Diversity & Inclusion
Data / DEI / Economics

Prosperity Now just launched a data center to boost Black wealth

The data center launches today with information on education, employment, asset ownership, debt, household income, homeownership and the impact of the pandemic.

Gary Cunningham, Prosperity Now's president and CEO. (Courtesy photo)

Today, DC nonprofit Prosperity Now launched a brand new tool that it hopes will make a splash in the world of wealth equity.

In partnership with Bloomberg Philanthropies’ Greenwood Initiative, Prosperity Now just introduced the Black Wealth Data Center to the public. Designed with policymaking in mind, the center will showcase comprehensive data on racial wealth disparities and the current issues impacting Black Americans every day. One such stark data point is that Black families, on average, have one-eight of the wealth of white families.

Currently, the center has figures on education, employment, asset ownership, debt, household income, homeownership and the impact of COVID-19. Gary Cunningham, president and CEO of Prosperity Now, noted that it builds on the organization’s Prosperity Now Scorecard and Racial Wealth Divide Initiative.

“This data center is really about: how do we create something that we can actually look at [so] we can measure and we can develop solutions to these long-standing issues of racial and economic injustice in America?” Cunningham told Technical.ly.

The data center is an independent organization within Prosperity Now, Cunningham clarified. That said, he feels that it aligns perfectly with the organization’s mission. While it will highlight data on Black Americans, he also noted that the center will have figures on every racial and ethnic group in the hopes of even wider use.

The data comes from the US Census, a working community survey and a few private sources with data that hasn’t been shared before, according to Cunningham. It also pulls from Small Business Administration and Paycheck Protection Program records as well as the Bureau of Labor Statistics. and much of its visualizations are inspired by the work of W.E.B. Du Bois.

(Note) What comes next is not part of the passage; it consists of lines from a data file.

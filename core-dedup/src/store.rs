//! Durable (album, fingerprint) → filenames index.
//!
//! Backed by SQLite through an sqlx pool in WAL mode. The pool may be shared
//! across concurrent upload tasks; every write runs in its own transaction.
//! A duplicate-check racing a concurrent insert for the same fingerprint can
//! at worst produce one redundant record, never corruption.

use sqlx::sqlite::{SqliteConnectOptions, SqliteJournalMode, SqlitePoolOptions, SqliteSynchronous};
use sqlx::SqlitePool;
use std::fmt;
use std::path::Path;
use tracing::{debug, info};

use crate::error::{DedupError, Result};
use crate::fingerprint::ContentFingerprint;

/// Structural version of the `images` table. Bump on any schema change.
pub const SCHEMA_VERSION: i64 = 1;

/// Opaque key identifying a remote album. Supplied by the caller, never
/// generated locally.
#[derive(Debug, Clone, PartialEq, Eq, Hash)]
pub struct AlbumKey(String);

impl AlbumKey {
    pub fn new(key: impl Into<String>) -> Self {
        Self(key.into())
    }

    pub fn as_str(&self) -> &str {
        &self.0
    }
}

impl fmt::Display for AlbumKey {
    fn fmt(&self, f: &mut fmt::Formatter<'_>) -> fmt::Result {
        f.write_str(&self.0)
    }
}

/// One known image: content digest plus the filename it was seen under.
#[derive(Debug, Clone, PartialEq, Eq)]
pub struct ImageEntry {
    /// Lowercase hex MD5 of the image content
    pub digest_hex: String,
    /// Filename the content is known under in the album
    pub filename: String,
}

/// Persistent deduplication store.
pub struct DedupStore {
    pool: SqlitePool,
}

impl DedupStore {
    /// Open (creating if necessary) the store at `path`.
    ///
    /// A freshly created database records [`SCHEMA_VERSION`]; an existing one
    /// is validated against it and refused with
    /// [`DedupError::VersionMismatch`] on disagreement.
    pub async fn open(path: &Path) -> Result<Self> {
        let options = SqliteConnectOptions::new()
            .filename(path)
            .create_if_missing(true)
            .journal_mode(SqliteJournalMode::Wal)
            .synchronous(SqliteSynchronous::Normal)
            .foreign_keys(true);

        let pool = SqlitePoolOptions::new()
            .max_connections(5)
            .connect_with(options)
            .await?;

        info!(path = %path.display(), "opened dedup store");
        Self::initialize(&pool).await?;
        Ok(Self { pool })
    }

    /// Open an in-memory store, used by tests.
    ///
    /// Limited to a single connection: each SQLite `:memory:` connection is
    /// its own database.
    pub async fn open_in_memory() -> Result<Self> {
        let options = SqliteConnectOptions::new()
            .in_memory(true)
            .foreign_keys(true);

        let pool = SqlitePoolOptions::new()
            .max_connections(1)
            .connect_with(options)
            .await?;

        Self::initialize(&pool).await?;
        Ok(Self { pool })
    }

    /// Close the underlying pool, flushing outstanding writes.
    pub async fn close(&self) {
        self.pool.close().await;
    }

    /// Create tables on a fresh database, or validate the recorded schema
    /// version on an existing one.
    async fn initialize(pool: &SqlitePool) -> Result<()> {
        let has_versions: i64 = sqlx::query_scalar(
            "SELECT COUNT(*) FROM sqlite_master WHERE type = 'table' AND name = 'schema_versions'",
        )
        .fetch_one(pool)
        .await?;

        if has_versions == 0 {
            debug!("creating dedup store schema");
            let mut tx = pool.begin().await?;

            sqlx::query(
                r#"
                CREATE TABLE images (
                    id INTEGER NOT NULL PRIMARY KEY,
                    album_key TEXT NOT NULL,
                    hash TEXT NOT NULL,
                    size INTEGER,
                    filename TEXT NOT NULL
                )
                "#,
            )
            .execute(&mut *tx)
            .await?;

            sqlx::query("CREATE INDEX images_hash_index ON images (hash)")
                .execute(&mut *tx)
                .await?;
            sqlx::query("CREATE INDEX images_album_key_index ON images (album_key)")
                .execute(&mut *tx)
                .await?;

            sqlx::query("CREATE TABLE schema_versions (name TEXT NOT NULL, version INTEGER NOT NULL)")
                .execute(&mut *tx)
                .await?;
            sqlx::query("INSERT INTO schema_versions (name, version) VALUES ('images', ?)")
                .bind(SCHEMA_VERSION)
                .execute(&mut *tx)
                .await?;

            tx.commit().await?;
            return Ok(());
        }

        let found: Option<i64> =
            sqlx::query_scalar("SELECT version FROM schema_versions WHERE name = 'images'")
                .fetch_optional(pool)
                .await?;

        match found {
            Some(version) if version == SCHEMA_VERSION => Ok(()),
            Some(version) => Err(DedupError::VersionMismatch {
                found: version,
                expected: SCHEMA_VERSION,
            }),
            None => Err(DedupError::VersionMismatch {
                found: 0,
                expected: SCHEMA_VERSION,
            }),
        }
    }

    /// Record one successful upload.
    ///
    /// A failure here is a local bookkeeping failure: the remote upload has
    /// already happened, so the caller reports it but does not retry.
    pub async fn record_upload(
        &self,
        album: &AlbumKey,
        fingerprint: &ContentFingerprint,
        filename: &str,
    ) -> Result<()> {
        sqlx::query("INSERT INTO images (album_key, hash, size, filename) VALUES (?, ?, ?, ?)")
            .bind(album.as_str())
            .bind(fingerprint.digest_hex())
            .bind(fingerprint.size() as i64)
            .bind(filename)
            .execute(&self.pool)
            .await?;

        debug!(album = %album, filename, "recorded upload");
        Ok(())
    }

    /// Bulk-record images reported by a remote listing, in one transaction.
    ///
    /// The remote listing carries no size, so those rows store NULL there;
    /// duplicate matching is by digest alone.
    pub async fn record_images(&self, album: &AlbumKey, entries: &[ImageEntry]) -> Result<()> {
        let mut tx = self.pool.begin().await?;
        for entry in entries {
            sqlx::query("INSERT INTO images (album_key, hash, size, filename) VALUES (?, ?, NULL, ?)")
                .bind(album.as_str())
                .bind(entry.digest_hex.to_ascii_lowercase())
                .bind(&entry.filename)
                .execute(&mut *tx)
                .await?;
        }
        tx.commit().await?;

        debug!(album = %album, count = entries.len(), "recorded remote images");
        Ok(())
    }

    /// All filenames previously recorded for this (album, fingerprint) pair.
    /// An empty result means "not a known duplicate", not an error.
    pub async fn find_duplicates(
        &self,
        album: &AlbumKey,
        fingerprint: &ContentFingerprint,
    ) -> Result<Vec<String>> {
        let filenames: Vec<String> =
            sqlx::query_scalar("SELECT filename FROM images WHERE album_key = ? AND hash = ?")
                .bind(album.as_str())
                .bind(fingerprint.digest_hex())
                .fetch_all(&self.pool)
                .await?;

        Ok(filenames)
    }

    /// Delete every record for the album. All or nothing: on failure the
    /// store is unchanged and the error surfaces.
    pub async fn clear_album(&self, album: &AlbumKey) -> Result<()> {
        let result = sqlx::query("DELETE FROM images WHERE album_key = ?")
            .bind(album.as_str())
            .execute(&self.pool)
            .await?;

        debug!(album = %album, removed = result.rows_affected(), "cleared album records");
        Ok(())
    }

    /// Replace the album's records with a fresh remote listing, in a single
    /// transaction so a truth refresh can never leave the album half-synced.
    pub async fn replace_album(&self, album: &AlbumKey, entries: &[ImageEntry]) -> Result<()> {
        let mut tx = self.pool.begin().await?;

        sqlx::query("DELETE FROM images WHERE album_key = ?")
            .bind(album.as_str())
            .execute(&mut *tx)
            .await?;

        for entry in entries {
            sqlx::query("INSERT INTO images (album_key, hash, size, filename) VALUES (?, ?, NULL, ?)")
                .bind(album.as_str())
                .bind(entry.digest_hex.to_ascii_lowercase())
                .bind(&entry.filename)
                .execute(&mut *tx)
                .await?;
        }

        tx.commit().await?;

        info!(album = %album, count = entries.len(), "replaced album records");
        Ok(())
    }

    /// Number of records held for the album.
    pub async fn album_record_count(&self, album: &AlbumKey) -> Result<u64> {
        let count: i64 = sqlx::query_scalar("SELECT COUNT(*) FROM images WHERE album_key = ?")
            .bind(album.as_str())
            .fetch_one(&self.pool)
            .await?;

        Ok(count as u64)
    }
}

The Black Wealth Data Center will also be constantly updated and, as it grows, will include personal stories from the community. It also hosts a resource library with case studies, academic articles and more information on racial wealth inequity.

“We’re really democratizing data,” Cunningham said. “We’re trying to create data in a way that people can actually print out a report and then use that report that same day to inform their legislators or inform people in the community about what the conditions are on the ground in this community.”

The center is largely designed for those seeking data to make or advocate policy changes. Still, Cunningham noted that the data can be a game-changer in several ways — for both policymakers and the actual communities impacted. This, Cunningham hopes, will offer a way to tell a more complete story about the lives of Black Americans.

“This is a long legacy of denied opportunity, segregation and discrimination that has led us to this point,” Cunningham said. “So this data will help us develop remedies based in fact. We’re hoping that this will be one of the tools that will be used to create an America that works equally well for everyone.”